AIM OF THE TASK
This exercise calls for every line of the data below with the string "OutputStyles" in it.

DATA UNDER STUDY
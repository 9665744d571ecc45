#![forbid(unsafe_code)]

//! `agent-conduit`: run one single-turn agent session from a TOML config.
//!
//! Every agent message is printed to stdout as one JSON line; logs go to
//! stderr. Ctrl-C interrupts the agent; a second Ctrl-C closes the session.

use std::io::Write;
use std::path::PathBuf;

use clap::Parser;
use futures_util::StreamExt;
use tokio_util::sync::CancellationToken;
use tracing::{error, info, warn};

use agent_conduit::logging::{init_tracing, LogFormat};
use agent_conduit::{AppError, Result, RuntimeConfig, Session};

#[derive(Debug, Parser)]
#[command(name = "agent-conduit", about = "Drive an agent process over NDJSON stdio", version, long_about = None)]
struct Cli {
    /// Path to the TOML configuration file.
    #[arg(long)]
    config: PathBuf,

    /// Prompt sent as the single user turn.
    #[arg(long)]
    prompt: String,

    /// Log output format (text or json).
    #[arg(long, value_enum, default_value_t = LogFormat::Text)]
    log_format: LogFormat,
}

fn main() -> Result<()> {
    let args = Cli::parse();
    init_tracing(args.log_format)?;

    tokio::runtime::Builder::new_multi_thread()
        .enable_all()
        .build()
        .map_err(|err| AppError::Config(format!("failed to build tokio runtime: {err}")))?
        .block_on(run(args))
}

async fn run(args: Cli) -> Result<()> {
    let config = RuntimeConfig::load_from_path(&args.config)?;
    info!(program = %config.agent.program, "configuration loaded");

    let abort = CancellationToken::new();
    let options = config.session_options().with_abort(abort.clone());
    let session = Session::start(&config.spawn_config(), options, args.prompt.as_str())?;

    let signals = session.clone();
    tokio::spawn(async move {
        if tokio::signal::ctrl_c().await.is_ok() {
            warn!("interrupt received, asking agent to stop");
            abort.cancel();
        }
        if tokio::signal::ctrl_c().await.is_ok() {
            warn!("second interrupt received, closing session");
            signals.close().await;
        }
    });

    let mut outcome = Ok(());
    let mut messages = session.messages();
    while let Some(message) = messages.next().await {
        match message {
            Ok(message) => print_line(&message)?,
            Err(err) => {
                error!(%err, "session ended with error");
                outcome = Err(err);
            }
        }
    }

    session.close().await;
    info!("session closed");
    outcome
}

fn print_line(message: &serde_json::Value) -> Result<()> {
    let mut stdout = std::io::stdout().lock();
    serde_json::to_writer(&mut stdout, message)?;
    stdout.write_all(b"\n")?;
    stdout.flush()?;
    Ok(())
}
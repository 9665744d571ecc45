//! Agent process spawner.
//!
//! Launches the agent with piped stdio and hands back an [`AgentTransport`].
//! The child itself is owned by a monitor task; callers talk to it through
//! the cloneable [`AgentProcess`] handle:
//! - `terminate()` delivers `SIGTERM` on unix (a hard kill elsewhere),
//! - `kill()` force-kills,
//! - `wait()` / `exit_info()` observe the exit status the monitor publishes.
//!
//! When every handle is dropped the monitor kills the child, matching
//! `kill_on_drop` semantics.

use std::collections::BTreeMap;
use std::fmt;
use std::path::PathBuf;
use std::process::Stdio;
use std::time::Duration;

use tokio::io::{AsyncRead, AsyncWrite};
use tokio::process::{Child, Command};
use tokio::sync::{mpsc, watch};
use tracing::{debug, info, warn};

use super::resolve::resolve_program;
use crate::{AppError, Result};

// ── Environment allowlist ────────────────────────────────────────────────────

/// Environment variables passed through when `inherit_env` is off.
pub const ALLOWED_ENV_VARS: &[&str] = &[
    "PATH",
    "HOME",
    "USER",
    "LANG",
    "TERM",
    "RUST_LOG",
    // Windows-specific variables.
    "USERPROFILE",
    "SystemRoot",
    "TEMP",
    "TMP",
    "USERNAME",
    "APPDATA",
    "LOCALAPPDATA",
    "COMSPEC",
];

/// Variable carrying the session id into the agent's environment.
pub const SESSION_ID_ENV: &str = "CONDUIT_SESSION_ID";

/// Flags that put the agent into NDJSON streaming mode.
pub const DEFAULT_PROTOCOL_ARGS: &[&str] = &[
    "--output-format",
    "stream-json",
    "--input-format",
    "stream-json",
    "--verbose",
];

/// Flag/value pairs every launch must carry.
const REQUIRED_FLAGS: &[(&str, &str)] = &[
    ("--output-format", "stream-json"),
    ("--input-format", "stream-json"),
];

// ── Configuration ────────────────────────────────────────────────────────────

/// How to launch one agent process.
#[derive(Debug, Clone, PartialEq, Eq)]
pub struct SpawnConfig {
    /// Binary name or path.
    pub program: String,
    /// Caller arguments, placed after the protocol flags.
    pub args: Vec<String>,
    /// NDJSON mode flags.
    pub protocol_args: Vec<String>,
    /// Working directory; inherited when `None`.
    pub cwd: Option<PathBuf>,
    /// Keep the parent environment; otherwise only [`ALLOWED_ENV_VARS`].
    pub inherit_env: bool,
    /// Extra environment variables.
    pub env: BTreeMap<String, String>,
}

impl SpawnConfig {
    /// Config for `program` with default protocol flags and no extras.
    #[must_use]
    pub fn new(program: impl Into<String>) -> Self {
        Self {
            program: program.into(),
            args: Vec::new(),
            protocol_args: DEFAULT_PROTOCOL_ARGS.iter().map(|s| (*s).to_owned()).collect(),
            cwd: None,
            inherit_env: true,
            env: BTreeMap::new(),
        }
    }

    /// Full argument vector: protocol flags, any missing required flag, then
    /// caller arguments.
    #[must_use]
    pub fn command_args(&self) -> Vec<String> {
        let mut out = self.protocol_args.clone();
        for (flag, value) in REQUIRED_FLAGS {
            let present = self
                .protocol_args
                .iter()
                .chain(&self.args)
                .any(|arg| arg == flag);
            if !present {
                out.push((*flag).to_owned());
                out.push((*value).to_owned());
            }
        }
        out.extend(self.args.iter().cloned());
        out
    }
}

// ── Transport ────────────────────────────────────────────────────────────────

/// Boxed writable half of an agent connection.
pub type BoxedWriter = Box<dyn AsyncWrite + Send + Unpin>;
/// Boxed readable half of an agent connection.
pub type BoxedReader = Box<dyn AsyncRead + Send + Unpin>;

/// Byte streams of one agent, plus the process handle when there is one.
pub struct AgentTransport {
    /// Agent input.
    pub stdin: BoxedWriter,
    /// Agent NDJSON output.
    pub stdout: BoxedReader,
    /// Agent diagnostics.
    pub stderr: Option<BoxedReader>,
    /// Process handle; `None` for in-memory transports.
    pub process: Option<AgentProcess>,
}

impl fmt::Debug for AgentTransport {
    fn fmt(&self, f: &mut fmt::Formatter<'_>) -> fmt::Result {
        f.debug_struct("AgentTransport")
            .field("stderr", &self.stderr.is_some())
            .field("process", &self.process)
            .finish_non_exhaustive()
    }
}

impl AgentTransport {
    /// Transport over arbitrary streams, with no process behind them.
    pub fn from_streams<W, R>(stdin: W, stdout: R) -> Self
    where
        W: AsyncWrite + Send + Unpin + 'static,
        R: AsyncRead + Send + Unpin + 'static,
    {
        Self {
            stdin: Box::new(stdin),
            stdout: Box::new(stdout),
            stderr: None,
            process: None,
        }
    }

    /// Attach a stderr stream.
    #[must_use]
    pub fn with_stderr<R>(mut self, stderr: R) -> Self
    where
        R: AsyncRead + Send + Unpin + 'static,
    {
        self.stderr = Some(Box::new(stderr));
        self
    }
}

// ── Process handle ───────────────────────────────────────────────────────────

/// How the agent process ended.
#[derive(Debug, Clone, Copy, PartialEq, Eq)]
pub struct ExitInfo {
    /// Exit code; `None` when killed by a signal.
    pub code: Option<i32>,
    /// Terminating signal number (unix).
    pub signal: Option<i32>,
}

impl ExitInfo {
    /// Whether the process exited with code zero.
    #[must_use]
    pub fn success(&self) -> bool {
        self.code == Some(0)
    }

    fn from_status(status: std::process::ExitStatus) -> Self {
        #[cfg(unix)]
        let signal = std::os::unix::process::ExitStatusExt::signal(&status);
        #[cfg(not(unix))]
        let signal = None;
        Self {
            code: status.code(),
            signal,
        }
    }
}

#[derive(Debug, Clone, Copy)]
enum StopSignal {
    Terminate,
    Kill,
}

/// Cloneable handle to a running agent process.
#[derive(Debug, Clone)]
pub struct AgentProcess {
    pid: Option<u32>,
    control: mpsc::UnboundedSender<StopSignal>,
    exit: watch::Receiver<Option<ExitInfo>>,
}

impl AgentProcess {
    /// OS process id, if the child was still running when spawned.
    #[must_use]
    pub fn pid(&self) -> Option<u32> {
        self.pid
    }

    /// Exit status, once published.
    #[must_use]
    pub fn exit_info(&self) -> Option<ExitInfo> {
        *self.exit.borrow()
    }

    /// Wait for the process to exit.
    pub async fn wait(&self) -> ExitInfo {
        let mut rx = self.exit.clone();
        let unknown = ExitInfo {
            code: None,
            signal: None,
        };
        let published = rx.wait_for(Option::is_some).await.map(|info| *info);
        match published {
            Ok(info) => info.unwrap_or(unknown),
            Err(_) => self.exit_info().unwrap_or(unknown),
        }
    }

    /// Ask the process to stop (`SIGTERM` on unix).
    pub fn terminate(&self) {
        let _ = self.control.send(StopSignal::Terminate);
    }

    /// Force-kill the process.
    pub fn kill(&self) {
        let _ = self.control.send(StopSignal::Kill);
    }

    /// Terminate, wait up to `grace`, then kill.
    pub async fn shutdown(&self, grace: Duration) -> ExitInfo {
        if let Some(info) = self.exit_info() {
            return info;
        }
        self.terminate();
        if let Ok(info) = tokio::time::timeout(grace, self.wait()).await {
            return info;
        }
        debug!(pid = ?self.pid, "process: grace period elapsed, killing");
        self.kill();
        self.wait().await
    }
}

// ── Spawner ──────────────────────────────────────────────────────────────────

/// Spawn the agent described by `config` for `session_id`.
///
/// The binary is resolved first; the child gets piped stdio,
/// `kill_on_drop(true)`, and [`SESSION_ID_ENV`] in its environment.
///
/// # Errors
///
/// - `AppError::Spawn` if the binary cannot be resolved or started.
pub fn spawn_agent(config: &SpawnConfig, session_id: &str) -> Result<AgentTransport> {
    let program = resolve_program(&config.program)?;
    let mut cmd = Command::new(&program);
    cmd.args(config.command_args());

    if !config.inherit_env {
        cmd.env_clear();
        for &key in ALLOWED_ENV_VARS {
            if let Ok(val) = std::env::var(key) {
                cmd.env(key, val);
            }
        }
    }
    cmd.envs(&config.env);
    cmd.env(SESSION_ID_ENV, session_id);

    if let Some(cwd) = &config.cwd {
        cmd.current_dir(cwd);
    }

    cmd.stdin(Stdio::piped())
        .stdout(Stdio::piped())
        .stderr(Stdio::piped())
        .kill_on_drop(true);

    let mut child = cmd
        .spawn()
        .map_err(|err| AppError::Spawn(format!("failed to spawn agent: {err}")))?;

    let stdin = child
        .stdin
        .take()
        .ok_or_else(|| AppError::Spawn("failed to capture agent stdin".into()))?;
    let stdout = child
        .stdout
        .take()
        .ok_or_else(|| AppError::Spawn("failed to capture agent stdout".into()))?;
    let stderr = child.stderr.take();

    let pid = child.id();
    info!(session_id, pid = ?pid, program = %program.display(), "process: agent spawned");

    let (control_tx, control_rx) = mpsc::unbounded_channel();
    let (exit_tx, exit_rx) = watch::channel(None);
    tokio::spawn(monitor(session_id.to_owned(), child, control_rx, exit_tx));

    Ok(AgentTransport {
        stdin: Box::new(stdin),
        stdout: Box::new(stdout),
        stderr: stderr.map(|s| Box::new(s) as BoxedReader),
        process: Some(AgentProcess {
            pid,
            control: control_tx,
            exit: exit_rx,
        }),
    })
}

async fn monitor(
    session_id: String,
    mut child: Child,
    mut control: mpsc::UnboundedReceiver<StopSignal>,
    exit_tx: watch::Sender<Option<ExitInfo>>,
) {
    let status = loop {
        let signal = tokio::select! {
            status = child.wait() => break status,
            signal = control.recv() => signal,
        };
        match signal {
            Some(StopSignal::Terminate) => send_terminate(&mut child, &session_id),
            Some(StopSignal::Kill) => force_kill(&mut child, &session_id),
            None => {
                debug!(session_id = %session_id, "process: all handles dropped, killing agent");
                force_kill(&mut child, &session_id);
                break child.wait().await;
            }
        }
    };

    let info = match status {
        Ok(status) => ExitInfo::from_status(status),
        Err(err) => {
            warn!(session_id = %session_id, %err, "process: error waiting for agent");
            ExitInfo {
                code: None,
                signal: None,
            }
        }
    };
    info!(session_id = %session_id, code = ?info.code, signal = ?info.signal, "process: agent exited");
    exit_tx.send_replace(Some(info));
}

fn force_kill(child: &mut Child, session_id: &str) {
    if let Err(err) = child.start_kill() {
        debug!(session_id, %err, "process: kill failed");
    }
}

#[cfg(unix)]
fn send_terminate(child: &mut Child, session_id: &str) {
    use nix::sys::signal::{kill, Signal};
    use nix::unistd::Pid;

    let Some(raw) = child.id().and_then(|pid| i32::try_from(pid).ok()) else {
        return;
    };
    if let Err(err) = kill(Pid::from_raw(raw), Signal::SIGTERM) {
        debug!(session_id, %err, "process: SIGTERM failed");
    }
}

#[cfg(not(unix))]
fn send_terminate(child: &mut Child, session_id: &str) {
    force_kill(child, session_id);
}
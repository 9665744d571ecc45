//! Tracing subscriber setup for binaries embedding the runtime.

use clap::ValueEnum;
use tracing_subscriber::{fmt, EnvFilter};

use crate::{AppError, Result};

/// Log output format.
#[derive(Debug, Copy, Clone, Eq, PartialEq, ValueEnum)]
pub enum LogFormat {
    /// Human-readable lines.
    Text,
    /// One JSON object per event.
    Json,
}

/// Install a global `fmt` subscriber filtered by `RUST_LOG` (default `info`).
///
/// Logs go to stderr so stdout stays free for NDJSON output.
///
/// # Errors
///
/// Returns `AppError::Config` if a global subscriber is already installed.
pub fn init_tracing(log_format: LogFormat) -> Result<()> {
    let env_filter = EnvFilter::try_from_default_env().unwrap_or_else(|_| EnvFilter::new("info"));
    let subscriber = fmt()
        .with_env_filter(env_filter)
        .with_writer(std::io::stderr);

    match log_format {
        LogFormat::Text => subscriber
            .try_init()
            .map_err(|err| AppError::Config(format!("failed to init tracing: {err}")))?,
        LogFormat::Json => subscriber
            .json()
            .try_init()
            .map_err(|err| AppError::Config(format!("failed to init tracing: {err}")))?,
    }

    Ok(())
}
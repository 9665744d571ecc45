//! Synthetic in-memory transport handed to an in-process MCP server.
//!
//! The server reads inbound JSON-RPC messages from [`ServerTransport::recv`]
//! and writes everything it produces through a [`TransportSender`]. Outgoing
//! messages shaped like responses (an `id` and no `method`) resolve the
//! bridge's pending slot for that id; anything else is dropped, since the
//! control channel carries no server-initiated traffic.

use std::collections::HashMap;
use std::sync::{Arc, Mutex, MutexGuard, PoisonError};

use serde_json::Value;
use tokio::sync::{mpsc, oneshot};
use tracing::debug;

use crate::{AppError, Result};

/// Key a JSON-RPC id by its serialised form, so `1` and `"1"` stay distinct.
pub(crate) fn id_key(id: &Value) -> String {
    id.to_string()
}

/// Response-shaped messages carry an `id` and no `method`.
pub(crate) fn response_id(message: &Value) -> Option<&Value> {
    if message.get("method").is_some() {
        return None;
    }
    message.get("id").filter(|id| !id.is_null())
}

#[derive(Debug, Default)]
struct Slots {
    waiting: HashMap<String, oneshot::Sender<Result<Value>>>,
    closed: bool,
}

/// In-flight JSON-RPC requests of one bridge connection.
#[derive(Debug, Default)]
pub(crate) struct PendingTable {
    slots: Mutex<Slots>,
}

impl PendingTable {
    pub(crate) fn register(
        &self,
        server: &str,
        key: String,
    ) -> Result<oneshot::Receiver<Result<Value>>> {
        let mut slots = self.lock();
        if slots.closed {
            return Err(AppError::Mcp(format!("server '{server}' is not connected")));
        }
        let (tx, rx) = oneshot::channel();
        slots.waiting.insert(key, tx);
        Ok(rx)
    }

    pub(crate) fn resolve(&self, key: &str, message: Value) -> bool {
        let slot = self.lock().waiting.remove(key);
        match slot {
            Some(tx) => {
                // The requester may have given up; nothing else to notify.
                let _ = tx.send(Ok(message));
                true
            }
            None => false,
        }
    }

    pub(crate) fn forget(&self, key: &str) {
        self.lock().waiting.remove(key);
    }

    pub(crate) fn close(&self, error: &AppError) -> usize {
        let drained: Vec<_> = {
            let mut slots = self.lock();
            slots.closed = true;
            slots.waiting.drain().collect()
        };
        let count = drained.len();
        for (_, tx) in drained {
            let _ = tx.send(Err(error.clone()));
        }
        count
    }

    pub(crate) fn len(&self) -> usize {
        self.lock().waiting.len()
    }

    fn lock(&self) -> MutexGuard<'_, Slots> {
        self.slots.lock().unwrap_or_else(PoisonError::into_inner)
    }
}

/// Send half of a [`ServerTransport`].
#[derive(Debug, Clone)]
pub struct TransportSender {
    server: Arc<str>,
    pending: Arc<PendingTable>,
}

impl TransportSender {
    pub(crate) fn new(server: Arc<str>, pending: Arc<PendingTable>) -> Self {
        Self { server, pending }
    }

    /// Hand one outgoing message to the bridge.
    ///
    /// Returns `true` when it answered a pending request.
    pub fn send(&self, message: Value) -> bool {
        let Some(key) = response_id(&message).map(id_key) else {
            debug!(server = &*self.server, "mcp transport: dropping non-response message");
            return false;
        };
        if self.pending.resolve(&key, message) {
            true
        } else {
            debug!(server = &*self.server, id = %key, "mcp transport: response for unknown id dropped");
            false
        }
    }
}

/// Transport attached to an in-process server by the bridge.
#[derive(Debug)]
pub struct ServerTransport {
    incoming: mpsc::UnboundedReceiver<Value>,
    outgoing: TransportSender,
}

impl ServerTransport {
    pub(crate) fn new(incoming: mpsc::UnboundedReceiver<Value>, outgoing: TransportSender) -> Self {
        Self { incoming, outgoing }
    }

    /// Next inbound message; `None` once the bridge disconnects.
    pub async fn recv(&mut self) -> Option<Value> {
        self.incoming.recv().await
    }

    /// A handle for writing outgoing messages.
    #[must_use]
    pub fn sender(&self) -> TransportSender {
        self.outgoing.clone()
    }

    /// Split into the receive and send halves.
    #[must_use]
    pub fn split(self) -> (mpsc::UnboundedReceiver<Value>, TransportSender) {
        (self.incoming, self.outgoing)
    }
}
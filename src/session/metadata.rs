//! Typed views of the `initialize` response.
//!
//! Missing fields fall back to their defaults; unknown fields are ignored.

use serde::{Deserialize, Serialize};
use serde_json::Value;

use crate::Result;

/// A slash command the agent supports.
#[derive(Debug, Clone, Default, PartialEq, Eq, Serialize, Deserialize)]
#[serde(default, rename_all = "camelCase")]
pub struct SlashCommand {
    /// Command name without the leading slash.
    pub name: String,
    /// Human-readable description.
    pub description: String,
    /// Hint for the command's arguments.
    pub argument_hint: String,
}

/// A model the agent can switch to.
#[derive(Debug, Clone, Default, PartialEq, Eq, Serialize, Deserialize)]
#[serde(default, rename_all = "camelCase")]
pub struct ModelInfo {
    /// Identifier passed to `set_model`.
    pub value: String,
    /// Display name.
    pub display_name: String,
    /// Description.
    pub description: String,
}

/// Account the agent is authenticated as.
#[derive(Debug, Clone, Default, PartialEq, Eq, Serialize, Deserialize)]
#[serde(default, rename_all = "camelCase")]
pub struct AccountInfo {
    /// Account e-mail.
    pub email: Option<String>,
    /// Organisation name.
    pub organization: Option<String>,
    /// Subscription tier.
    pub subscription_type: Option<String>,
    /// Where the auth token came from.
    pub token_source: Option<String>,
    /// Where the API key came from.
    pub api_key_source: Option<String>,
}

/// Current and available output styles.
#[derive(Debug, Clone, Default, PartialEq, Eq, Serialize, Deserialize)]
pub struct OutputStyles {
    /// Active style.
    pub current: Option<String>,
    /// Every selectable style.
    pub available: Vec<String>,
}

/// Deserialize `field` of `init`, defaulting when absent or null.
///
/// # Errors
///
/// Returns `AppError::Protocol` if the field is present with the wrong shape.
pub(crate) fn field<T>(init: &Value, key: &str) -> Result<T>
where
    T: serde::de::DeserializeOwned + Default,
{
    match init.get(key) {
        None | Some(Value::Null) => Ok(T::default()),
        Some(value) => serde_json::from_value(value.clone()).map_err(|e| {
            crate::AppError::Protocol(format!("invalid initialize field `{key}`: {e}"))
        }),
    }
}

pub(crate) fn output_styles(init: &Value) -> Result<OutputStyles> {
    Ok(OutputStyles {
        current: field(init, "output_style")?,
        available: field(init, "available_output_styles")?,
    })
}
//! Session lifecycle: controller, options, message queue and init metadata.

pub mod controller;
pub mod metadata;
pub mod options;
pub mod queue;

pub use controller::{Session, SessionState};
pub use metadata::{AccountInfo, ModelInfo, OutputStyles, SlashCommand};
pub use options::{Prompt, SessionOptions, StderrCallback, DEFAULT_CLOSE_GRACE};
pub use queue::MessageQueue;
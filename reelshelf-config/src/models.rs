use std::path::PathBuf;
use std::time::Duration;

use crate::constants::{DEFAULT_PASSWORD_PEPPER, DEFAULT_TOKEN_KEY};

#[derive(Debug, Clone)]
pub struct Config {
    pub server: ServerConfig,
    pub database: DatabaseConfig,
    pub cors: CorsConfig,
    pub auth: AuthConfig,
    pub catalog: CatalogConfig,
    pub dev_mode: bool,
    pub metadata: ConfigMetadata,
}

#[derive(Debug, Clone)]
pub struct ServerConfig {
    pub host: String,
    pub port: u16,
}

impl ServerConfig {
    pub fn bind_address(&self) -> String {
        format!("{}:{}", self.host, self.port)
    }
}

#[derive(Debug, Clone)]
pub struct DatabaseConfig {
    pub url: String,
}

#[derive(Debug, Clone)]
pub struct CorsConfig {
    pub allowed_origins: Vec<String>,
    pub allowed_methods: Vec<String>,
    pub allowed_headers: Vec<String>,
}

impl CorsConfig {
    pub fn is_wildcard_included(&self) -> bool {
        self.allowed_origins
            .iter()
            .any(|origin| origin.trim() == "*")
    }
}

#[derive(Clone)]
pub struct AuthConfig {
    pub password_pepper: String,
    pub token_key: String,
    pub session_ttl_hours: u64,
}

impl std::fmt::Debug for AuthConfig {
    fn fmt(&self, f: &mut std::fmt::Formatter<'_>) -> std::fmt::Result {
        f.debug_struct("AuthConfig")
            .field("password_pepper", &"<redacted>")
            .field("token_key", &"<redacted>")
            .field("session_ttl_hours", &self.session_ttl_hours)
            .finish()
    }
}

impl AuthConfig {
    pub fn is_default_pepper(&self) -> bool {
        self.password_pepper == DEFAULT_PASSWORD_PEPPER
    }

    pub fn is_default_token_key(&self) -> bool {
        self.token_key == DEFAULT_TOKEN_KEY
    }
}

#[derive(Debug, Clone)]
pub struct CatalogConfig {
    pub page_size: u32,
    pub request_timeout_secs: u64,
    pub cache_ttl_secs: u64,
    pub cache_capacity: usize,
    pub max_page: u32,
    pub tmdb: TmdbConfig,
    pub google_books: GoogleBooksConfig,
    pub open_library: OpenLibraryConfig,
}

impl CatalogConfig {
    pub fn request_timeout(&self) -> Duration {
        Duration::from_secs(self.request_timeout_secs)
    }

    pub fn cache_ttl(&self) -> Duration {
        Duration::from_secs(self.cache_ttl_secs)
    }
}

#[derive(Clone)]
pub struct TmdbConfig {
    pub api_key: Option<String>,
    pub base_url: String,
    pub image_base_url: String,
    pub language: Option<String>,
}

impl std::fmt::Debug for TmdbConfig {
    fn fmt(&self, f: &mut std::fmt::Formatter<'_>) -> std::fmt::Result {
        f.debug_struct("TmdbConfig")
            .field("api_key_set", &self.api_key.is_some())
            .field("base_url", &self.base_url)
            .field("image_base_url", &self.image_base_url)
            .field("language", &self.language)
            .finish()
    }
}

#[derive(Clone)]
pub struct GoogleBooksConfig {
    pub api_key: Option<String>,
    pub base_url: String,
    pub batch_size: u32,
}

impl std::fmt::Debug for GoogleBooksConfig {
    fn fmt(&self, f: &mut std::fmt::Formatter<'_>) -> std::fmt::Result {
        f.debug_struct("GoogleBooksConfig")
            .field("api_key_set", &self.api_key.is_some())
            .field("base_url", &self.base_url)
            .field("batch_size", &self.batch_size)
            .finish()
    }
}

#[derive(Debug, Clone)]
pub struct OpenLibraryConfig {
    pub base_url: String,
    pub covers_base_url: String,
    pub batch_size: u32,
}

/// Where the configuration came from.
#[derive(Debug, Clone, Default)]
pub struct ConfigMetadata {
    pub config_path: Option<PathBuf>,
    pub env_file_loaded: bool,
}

RESULT FOR THIS TASK
pub struct OutputStyles {
pub(crate) fn output_styles(init: &Value) -> Result<OutputStyles> {
    Ok(OutputStyles {
pub use metadata::{AccountInfo, ModelInfo, OutputStyles, SlashCommand};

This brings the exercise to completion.